This is a quick post – let’s compare Dropbox new TOS lines about the license you give them when you upload “stuff” to the service:
We sometimes need your permission to do what you ask us to do with your stuff (for example, hosting, making public, or sharing your files). By submitting your stuff to the Services, you grant us (and those we work with to provide the Services) worldwide, non-exclusive, royalty-free, sublicenseable rights to use, copy, distribute, prepare derivative works (such as translations or format conversions) of, perform, or publicly display that stuff to the extent reasonably necessary for the Service. This license is solely to enable us to technically administer, display, and operate the Services.
with Box.net’s same lines about the same license you give them:
By registering to use the Services, you understand and acknowledge that Box.net and its contractors retain an irrevocable, royalty-free, worldwide license to use, copy, and publicly display such content for the sole purpose of providing to you the Services for which you have registered. In the event that you give Box.net the right to distribute your content, additional terms may apply to Box.net’s usage or distribution of this content. You continue to retain all ownership rights in any User Content you provide and shall remain solely responsible for your conduct, your User Content, and any material or information transmitted to other Users for interaction with other Users. Box.net does not claim any ownership rights in any User Content.
Box.net is asking for a license to use, copy and publicly display your content, whereas Dropbox goes much further, asking for rights to distribute (which is not the same as copy), prepare derivative works, and perform (eg. play in a concert!?). The wording in bold on Box.net’s TOS is key, however, as it clearly states that this license is used for the sole purpose of providing the service you ask for. Dropbox, in turn, says extent reasonably necessary, which is extremely vague.
You said everyone else
Indeed, let’s take a look at Amazon S3’s TOS, where clause 8.2 states:
Your Submissions will be governed by the terms of the Apache Software License, unless you specify one of our other supported licenses at the time you submit Your Submission.

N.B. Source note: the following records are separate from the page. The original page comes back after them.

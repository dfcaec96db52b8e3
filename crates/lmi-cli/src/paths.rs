//! Host configuration file location.

use std::path::PathBuf;

use directories::ProjectDirs;

const APP_QUALIFIER: &str = "dev";
const APP_ORGANIZATION: &str = "lmi";
const APP_NAME: &str = "lmi";
const CONFIG_FILENAME: &str = "config.toml";

#[derive(Debug, thiserror::Error)]
pub enum Error {
    #[error("could not resolve user config directory")]
    MissingConfigDir,
}

/// Default path of the host configuration document.
pub fn config_file() -> Result<PathBuf, Error> {
    let dirs =
        ProjectDirs::from(APP_QUALIFIER, APP_ORGANIZATION, APP_NAME).ok_or(Error::MissingConfigDir)?;
    Ok(dirs.config_dir().join(CONFIG_FILENAME))
}
//! FedMesh cryptography primitives
//!
//! This crate provides the identity and trust primitives for the FedMesh
//! federation layer:
//! - Node identity generation (Ed25519 key pairs, SHA-256 node IDs)
//! - Message signing and verification (Ed25519 detached signatures)
//! - Sealed peer-to-peer encryption (Ed25519 to X25519 conversion + box)
//! - Challenge-response authentication (signed nonce plus timestamp)

pub mod challenge;
pub mod error;
pub mod identity;
pub mod sealed;
pub mod signing;

pub use challenge::{generate_challenge, respond_to_challenge, verify_response, CHALLENGE_SIZE};
pub use error::{CryptoError, Result};
pub use identity::{IdentityRecord, NodeId, NodeIdentity, NODE_ID_SIZE};
pub use sealed::{decrypt_from, encrypt_for, SealedEnvelope, NONCE_SIZE};
pub use signing::{sign_message, verify_signature, Signature, SIGNATURE_SIZE};

/// Initialize the cryptography library
///
/// Must be called once before using any cryptographic functions.
pub fn init() -> Result<()> {
    sodiumoxide::init().map_err(|_| CryptoError::InitializationFailed)
}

Does this mean your uploaded content becomes open source somehow? I’m not entirely sure how to read this one, maybe a lawyer could chip in.

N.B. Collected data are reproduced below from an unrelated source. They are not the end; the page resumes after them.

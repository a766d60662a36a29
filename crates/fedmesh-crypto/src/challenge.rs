//! Challenge-response authentication
//!
//! Proves that a peer controls the secret key matching a claimed public
//! key. The verifier issues a random challenge; the prover signs the
//! challenge concatenated with the current unix time in seconds. Binding
//! the timestamp into the signed payload bounds how long a captured
//! response stays replayable without requiring the response to carry a
//! timestamp field of its own.

use sodiumoxide::randombytes::randombytes_into;
use std::time::{SystemTime, UNIX_EPOCH};

use crate::error::{CryptoError, Result};
use crate::identity::NodeIdentity;
use crate::signing::{sign_message, verify_signature, Signature};
use sodiumoxide::crypto::sign::ed25519;

/// Size of a challenge nonce in bytes
pub const CHALLENGE_SIZE: usize = 32;

fn unix_seconds() -> Result<u64> {
    SystemTime::now()
        .duration_since(UNIX_EPOCH)
        .map(|d| d.as_secs())
        .map_err(|e| CryptoError::ClockError(e.to_string()))
}

fn signed_payload(challenge: &[u8; CHALLENGE_SIZE], timestamp: u64) -> Vec<u8> {
    let mut payload = Vec::with_capacity(CHALLENGE_SIZE + 8);
    payload.extend_from_slice(challenge);
    payload.extend_from_slice(&timestamp.to_be_bytes());
    payload
}

/// Generate a fresh random challenge
pub fn generate_challenge() -> [u8; CHALLENGE_SIZE] {
    let mut challenge = [0u8; CHALLENGE_SIZE];
    randombytes_into(&mut challenge);
    challenge
}

/// Sign a challenge received from a verifier
pub fn respond_to_challenge(
    identity: &NodeIdentity,
    challenge: &[u8; CHALLENGE_SIZE],
) -> Result<Signature> {
    let payload = signed_payload(challenge, unix_seconds()?);
    sign_message(identity, &payload)
}

/// Verify a challenge response against the prover's claimed public key
///
/// The prover signed the challenge with whatever its clock read; the
/// verifier reconstructs candidate payloads at one-second steps backward
/// from its own clock, accepting any match within `max_age_ms`. A response
/// older than the window fails every candidate and is rejected.
pub fn verify_response(
    public_key: &ed25519::PublicKey,
    challenge: &[u8; CHALLENGE_SIZE],
    signature: &Signature,
    max_age_ms: u64,
) -> Result<bool> {
    let now = unix_seconds()?;
    let attempts = max_age_ms / 1000;

    for age in 0..=attempts {
        let timestamp = match now.checked_sub(age) {
            Some(ts) => ts,
            None => break,
        };
        let payload = signed_payload(challenge, timestamp);
        if verify_signature(public_key, &payload, signature).is_ok() {
            return Ok(true);
        }
    }

    Ok(false)
}
//! Node records stored in the routing table

use fedmesh_crypto::{CryptoError, NodeId, NodeIdentity};
use serde::{Deserialize, Serialize};
use sodiumoxide::crypto::sign::ed25519;
use std::time::{SystemTime, UNIX_EPOCH};

use crate::config::DhtConfig;
use crate::error::{DhtError, Result};

/// Get current timestamp in unix seconds
pub(crate) fn now() -> u64 {
    SystemTime::now()
        .duration_since(UNIX_EPOCH)
        .map(|d| d.as_secs())
        .unwrap_or(0)
}

/// Contact information for a remote node
#[derive(Debug, Clone, PartialEq, Serialize, Deserialize)]
pub struct DhtNode {
    /// Node identifier (SHA-256 of the node's public key)
    pub node_id: NodeId,

    /// Reachable endpoint, e.g. "https://mesh.example.org:8484"
    pub endpoint: String,

    /// Ed25519 public key, hex encoded
    pub public_key: String,

    /// Short federation tag derived from the node id
    pub server_id: String,

    /// Unix seconds of the last successful contact
    pub last_seen: u64,

    /// Consecutive failed pings since the last success
    pub failed_pings: u32,
}

impl DhtNode {
    /// Create a contact record seen just now
    pub fn new(node_id: NodeId, endpoint: String, public_key: &ed25519::PublicKey) -> Self {
        DhtNode {
            node_id,
            endpoint,
            public_key: hex::encode(public_key.as_ref()),
            server_id: node_id.server_id(),
            last_seen: now(),
            failed_pings: 0,
        }
    }

    /// Decode the stored public key
    pub fn public_key(&self) -> Result<ed25519::PublicKey> {
        let bytes = hex::decode(&self.public_key)
            .map_err(|e| DhtError::Serialization(e.to_string()))?;
        ed25519::PublicKey::from_slice(&bytes)
            .ok_or_else(|| DhtError::Crypto(CryptoError::InvalidKeyFormat))
    }

    /// Record a successful contact
    pub fn touch(&mut self) {
        self.last_seen = now();
        self.failed_pings = 0;
    }

    /// Record a failed contact attempt
    pub fn record_failure(&mut self) {
        self.failed_pings += 1;
    }

    /// Whether this node has gone quiet for longer than `max_age_secs`
    pub fn is_stale(&self, max_age_secs: u64) -> bool {
        now().saturating_sub(self.last_seen) > max_age_secs
    }
}

/// The announce payload a node publishes about itself
///
/// Capabilities are whatever the operator configured; nothing is
/// introspected from the running process.
#[derive(Debug, Clone, PartialEq, Serialize, Deserialize)]
pub struct NodeManifest {
    pub node_id: NodeId,
    pub endpoint: String,
    pub public_key: String,
    pub server_id: String,
    pub capabilities: Vec<String>,
}

impl NodeManifest {
    /// Build the local node's manifest from its identity and configuration
    pub fn local(identity: &NodeIdentity, endpoint: String, config: &DhtConfig) -> Self {
        NodeManifest {
            node_id: identity.node_id,
            endpoint,
            public_key: hex::encode(identity.public_key.as_ref()),
            server_id: identity.server_id(),
            capabilities: config.capabilities.clone(),
        }
    }

    /// Convert a received manifest into a routing table contact
    pub fn to_node(&self) -> Result<DhtNode> {
        let bytes = hex::decode(&self.public_key)
            .map_err(|e| DhtError::Serialization(e.to_string()))?;
        let public_key = ed25519::PublicKey::from_slice(&bytes)
            .ok_or_else(|| DhtError::Crypto(CryptoError::InvalidKeyFormat))?;

        // Reject manifests whose id does not commit to the key
        let derived = NodeIdentity::derive_node_id(&public_key);
        if derived != self.node_id {
            return Err(DhtError::Protocol(format!(
                "manifest id {} does not match its public key",
                self.node_id
            )));
        }

        Ok(DhtNode::new(self.node_id, self.endpoint.clone(), &public_key))
    }
}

Finally, a snippet from one other large cloud storage provider, Apple, and its MobileMe/iDisk TOS:
Except for material we may license to you, Apple does not claim ownership of the materials and/or Content you submit or make available on the Service. However, by submitting or posting such Content on areas of the Service that are accessible by the public, you grant Apple a worldwide, royalty-free, non-exclusive license to use, distribute, reproduce, modify, adapt, publish, translate, publicly perform and publicly display such Content on the Service solely for the purpose for which such Content was submitted or made available. Said license will terminate within a commercially reasonable time after you or Apple remove such Content from the public area. By submitting or posting such Content on areas of the Service that are accessible by the public, you are representing that you are the owner of such material and/or have authorization to distribute it.
This one is probably the one I’d be most comfortable with, as it specifically mentions that the license applies only to content placed in areas accessible to the public, such as your “Public” folder, and that the license is solely for the purpose for which the content was uploaded, eg. sharing it with the rest of the world.

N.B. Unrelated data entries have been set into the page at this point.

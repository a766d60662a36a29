//! Iterative lookup engine
//!
//! Implements the Kademlia discovery operations: iterative FIND_NODE,
//! bootstrap against configured seeds, announce fan-out and periodic
//! bucket refresh.

use fedmesh_crypto::{NodeId, NODE_ID_SIZE};
use std::collections::HashMap;
use std::sync::atomic::{AtomicBool, Ordering};
use std::sync::Arc;
use tokio::sync::RwLock;
use tokio::time::timeout;
use tracing::{debug, info, warn};

use crate::config::DhtConfig;
use crate::error::{DhtError, Result};
use crate::node::{DhtNode, NodeManifest};
use crate::persist::{BootstrapSeed, PersistentStore};
use crate::routing_table::RoutingTable;
use crate::rpc::{AnnounceRequest, FindNodeRequest, PeerRpc, PingRequest, generate_query_id};

/// State of a candidate during a lookup
#[derive(Debug, Clone, Copy, PartialEq, Eq)]
enum CandidateState {
    /// Not queried yet
    Pending,
    /// Responded with its closest nodes
    Responded,
    /// Query failed or timed out
    Failed,
}

#[derive(Debug, Clone)]
struct Candidate {
    node: DhtNode,
    state: CandidateState,
    distance: [u8; NODE_ID_SIZE],
}

/// Tracks one iterative lookup
///
/// Pure state machine; the engine drives it and performs the RPCs.
struct LookupState {
    target: NodeId,
    candidates: HashMap<NodeId, Candidate>,
    k: usize,
    alpha: usize,
    max_rounds: usize,
    current_round: usize,
    found_exact: bool,
}

impl LookupState {
    fn new(target: NodeId, initial_nodes: Vec<DhtNode>, config: &DhtConfig) -> Self {
        let mut state = LookupState {
            target,
            candidates: HashMap::new(),
            k: config.k,
            alpha: config.alpha,
            max_rounds: config.max_lookup_rounds,
            current_round: 0,
            found_exact: false,
        };
        state.add_discovered(initial_nodes);
        state
    }

    /// Take up to alpha closest pending candidates for the next round
    fn next_query_batch(&mut self) -> Vec<DhtNode> {
        let mut pending: Vec<_> = self
            .candidates
            .values()
            .filter(|c| c.state == CandidateState::Pending)
            .collect();

        pending.sort_by(|a, b| a.distance.cmp(&b.distance));

        pending
            .iter()
            .take(self.alpha)
            .map(|c| c.node.clone())
            .collect()
    }

    /// Add newly discovered nodes as pending candidates
    fn add_discovered(&mut self, nodes: Vec<DhtNode>) {
        for node in nodes {
            if self.candidates.contains_key(&node.node_id) {
                continue;
            }

            if node.node_id == self.target {
                self.found_exact = true;
            }

            let distance = self.target.distance(&node.node_id);
            self.candidates.insert(
                node.node_id,
                Candidate {
                    node,
                    state: CandidateState::Pending,
                    distance,
                },
            );
        }
    }

    fn mark_responded(&mut self, node_id: &NodeId) {
        if let Some(candidate) = self.candidates.get_mut(node_id) {
            candidate.state = CandidateState::Responded;
        }
    }

    fn mark_failed(&mut self, node_id: &NodeId) {
        if let Some(candidate) = self.candidates.get_mut(node_id) {
            candidate.state = CandidateState::Failed;
        }
    }

    fn next_round(&mut self) {
        self.current_round += 1;
    }

    /// Whether the lookup can stop
    ///
    /// Stops on: exact target found, round budget exhausted, nothing left
    /// to query, or k responders with no pending candidate closer than the
    /// k-th of them (no further round can improve the result).
    fn is_complete(&self) -> bool {
        if self.found_exact {
            return true;
        }

        if self.current_round >= self.max_rounds {
            return true;
        }

        let has_pending = self
            .candidates
            .values()
            .any(|c| c.state == CandidateState::Pending);
        if !has_pending {
            return true;
        }

        let mut responded: Vec<_> = self
            .candidates
            .values()
            .filter(|c| c.state == CandidateState::Responded)
            .collect();

        if responded.len() >= self.k {
            responded.sort_by(|a, b| a.distance.cmp(&b.distance));

            if let Some(kth) = responded.get(self.k - 1) {
                let no_closer_pending = self
                    .candidates
                    .values()
                    .filter(|c| c.state == CandidateState::Pending)
                    .all(|c| c.distance > kth.distance);

                if no_closer_pending {
                    return true;
                }
            }
        }

        false
    }

    /// The k closest of everything discovered
    ///
    /// Discovered-but-unqueried candidates count: a lookup that ends the
    /// moment a hop hands back the exact target must still return that
    /// target. Only candidates that failed to answer are excluded.
    fn closest_nodes(&self) -> Vec<DhtNode> {
        let mut discovered: Vec<_> = self
            .candidates
            .values()
            .filter(|c| c.state != CandidateState::Failed)
            .collect();

        discovered.sort_by(|a, b| a.distance.cmp(&b.distance));

        discovered
            .iter()
            .take(self.k)
            .map(|c| c.node.clone())
            .collect()
    }
}

/// Generate a uniformly random lookup target
fn random_target() -> NodeId {
    NodeId::from_bytes(rand::random())
}

/// Drives discovery for the local node
///
/// The engine owns nothing but its handles: the routing table is shared
/// behind a lock, and transport and persistence are injected traits.
pub struct LookupEngine {
    manifest: NodeManifest,
    routing_table: Arc<RwLock<RoutingTable>>,
    rpc: Arc<dyn PeerRpc>,
    store: Arc<dyn PersistentStore>,
    seeds: Vec<BootstrapSeed>,
    config: DhtConfig,
    bootstrapped: AtomicBool,
}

To be honest, this smells of a lawsuit gone bad resulting in bulletproofing a service, maybe someone noticed his files were being served from servers in another country and sued the storage provider on non-permission to copy/distribute grounds. Then, every other lawyer copied the TOS to match. Remember that case with a woman spilling hot coffee on her lap, resulting in all take-away coffee cups showing large “this stuff is hot” labels? Yeah, exactly. There are some great posts on this topic on J. Daniel Sawyer’s blog, and on UtestMe here.